Designing security processes around human behavior
Trust, noted panel participant Oz Alashe, founder and CEO of behavioral risk assessment firm CybSafe, is the bedrock of a functioning society. “It’s built into every single thing that we do. It’s a fundamental, necessary glue that binds us together,” he said.
It is perhaps paradoxical then, pointed out Stempfley, facilitator of the panel discussion, that in a world in which trust is so foundational, architectures like Zero Trust are becoming ever more popular—and necessary. “How do we move to a more Zero Trust-driven world, which is about not trusting anything, and create the right balance of just enough friction to make things more obvious, identifiable, and protected—but not so much that people won’t use the capability?” she asked.
First and foremost, noted Alashe, the people building user experiences—and information security architectures like Zero Trust—need to take human behavior into consideration from the ground up. “Those of us who build technology need to really double down on human-centered design—designing digital products and services with a human focus on needs, privacy, and security,” he said.
Alashe also emphasized the importance of continuously reevaluating security protocols to keep pace with evolving innovation ecosystems. For example, technological advancements like blockchain, with its decentralized and immutable nature, have the potential to revolutionize corporate transparency and accountability. Digital identity authentication and biometric authentication technologies, too, can help establish trust.
But however such safeguards are designed and implemented, Alashe cautioned it’s critical that the onus of cybersecurity doesn’t fall to the individual user. “It’s key that we’re not placing the burden on the user. Sometimes as technologists, we actually make it slightly more complicated than we need to… if we want to influence people’s behavior, we need to make it easy,” he said.
Investing in ongoing education and user support
Abagnale noted that knowledge is one of the most powerful tools in the arsenal against cybercrime including social engineering schemes. “If I can show you how the scam works and you understand it, you will not fall victim to that scam,” he said.
Alashe echoed this idea, but elaborated that mere awareness of cyber threats is no longer sufficient—the underpinning support technology must also be robust. “We need to promote digital literacy and empower individuals to be not only just aware of risks, but also confident and [capable of] thinking critically,” he said.
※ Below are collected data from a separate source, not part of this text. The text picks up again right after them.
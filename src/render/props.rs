//! Props handed to renderer callbacks.
//!
//! `O` is the caller's output type: whatever a renderer produces for one
//! node. Rendered children are passed in as an `O` as well.

use crate::model::{
    AssetMimeType, ClassProps, EmbedProps, EmbedReference, IFrameProps, ImageProps, LinkProps,
    VideoProps,
};
use serde_json::Number;

/// Props for renderers that only wrap their children.
#[derive(Debug, Clone, Default, PartialEq)]
pub struct DefaultElementProps<O> {
    pub children: O,
}

impl<O> DefaultElementProps<O> {
    pub fn new(children: O) -> Self {
        Self { children }
    }
}

/// Props for the `class` renderer.
#[derive(Debug, Clone, Default, PartialEq)]
pub struct ClassRendererProps<O> {
    pub children: O,
    pub class_name: Option<String>,
}

impl<O> ClassRendererProps<O> {
    pub fn new(children: O, props: &ClassProps) -> Self {
        Self {
            children,
            class_name: Some(props.class_name.clone()),
        }
    }
}

/// Props for the link (`a`) renderer.
#[derive(Debug, Clone, Default, PartialEq)]
pub struct LinkRendererProps<O> {
    pub children: O,
    pub href: Option<String>,
    pub class_name: Option<String>,
    pub rel: Option<String>,
    pub id: Option<String>,
    pub title: Option<String>,
    pub open_in_new_tab: Option<bool>,
}

impl<O> LinkRendererProps<O> {
    pub fn new(children: O, props: &LinkProps) -> Self {
        Self {
            children,
            href: Some(props.href.clone()),
            class_name: props.class_name.clone(),
            rel: props.rel.clone(),
            id: props.id.clone(),
            title: props.title.clone(),
            open_in_new_tab: props.open_in_new_tab,
        }
    }

    /// Returns true if the link should open in a new browsing context.
    pub fn opens_in_new_tab(&self) -> bool {
        self.open_in_new_tab.unwrap_or(false)
    }
}

/// Props for the image (`img`) renderer; every field is optional.
#[derive(Debug, Clone, Default, PartialEq, Eq)]
pub struct ImageRendererProps {
    pub src: Option<String>,
    pub title: Option<String>,
    pub width: Option<Number>,
    pub height: Option<Number>,
    pub handle: Option<String>,
    pub mime_type: Option<AssetMimeType>,
    pub alt_text: Option<String>,
}

impl From<&ImageProps> for ImageRendererProps {
    fn from(props: &ImageProps) -> Self {
        Self {
            src: Some(props.src.clone()),
            title: props.title.clone(),
            width: props.width.clone(),
            height: props.height.clone(),
            handle: props.handle.clone(),
            mime_type: props.mime_type.clone(),
            alt_text: props.alt_text.clone(),
        }
    }
}

/// Props for the video renderer; every field is optional.
#[derive(Debug, Clone, Default, PartialEq, Eq)]
pub struct VideoRendererProps {
    pub src: Option<String>,
    pub title: Option<String>,
    pub width: Option<Number>,
    pub height: Option<Number>,
    pub handle: Option<String>,
}

impl From<&VideoProps> for VideoRendererProps {
    fn from(props: &VideoProps) -> Self {
        Self {
            src: Some(props.src.clone()),
            title: props.title.clone(),
            width: props.width.clone(),
            height: props.height.clone(),
            handle: props.handle.clone(),
        }
    }
}

/// Props for the iframe renderer; every field is optional.
#[derive(Debug, Clone, Default, PartialEq, Eq)]
pub struct IFrameRendererProps {
    pub url: Option<String>,
    pub width: Option<Number>,
    pub height: Option<Number>,
}

impl From<&IFrameProps> for IFrameRendererProps {
    fn from(props: &IFrameProps) -> Self {
        Self {
            url: Some(props.url.clone()),
            width: props.width.clone(),
            height: props.height.clone(),
        }
    }
}

/// Props for embed and asset renderers.
#[derive(Debug, Clone, PartialEq)]
pub struct EmbedRendererProps<O> {
    /// Identity and payload of the embed element
    pub embed: EmbedProps,
    /// The reference whose id matches the embed's node id, if supplied
    pub reference: Option<EmbedReference>,
    pub children: O,
}

impl<O> EmbedRendererProps<O> {
    pub fn new(embed: EmbedProps, reference: Option<EmbedReference>, children: O) -> Self {
        Self {
            embed,
            reference,
            children,
        }
    }
}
This is becoming more realistic nowadays, as technology advancements, a better understanding of change-management theory among business leaders, and Zero Trust architectures make it easier to predict and defend against risky behaviors before they manifest. “We will never fully eradicate risk. But there will come a time when virtually every single device considers the people using them and gives them the help and support that they need,” said Alashe. “It’s a better, more scientific, and more data-driven way to be. Our people deserve better. We need to give them better. That way we will earn that trust.”
Stempfley seconded Alashe’s concluding remarks. “I think [security professionals are] going to start talking a lot more about how we take education and turn it into behavioral change—and how we really think about how to employ technology to improve the situation,” she said. “As we all know, innovation happens, and we need to have the right kind of security principles early in the process.”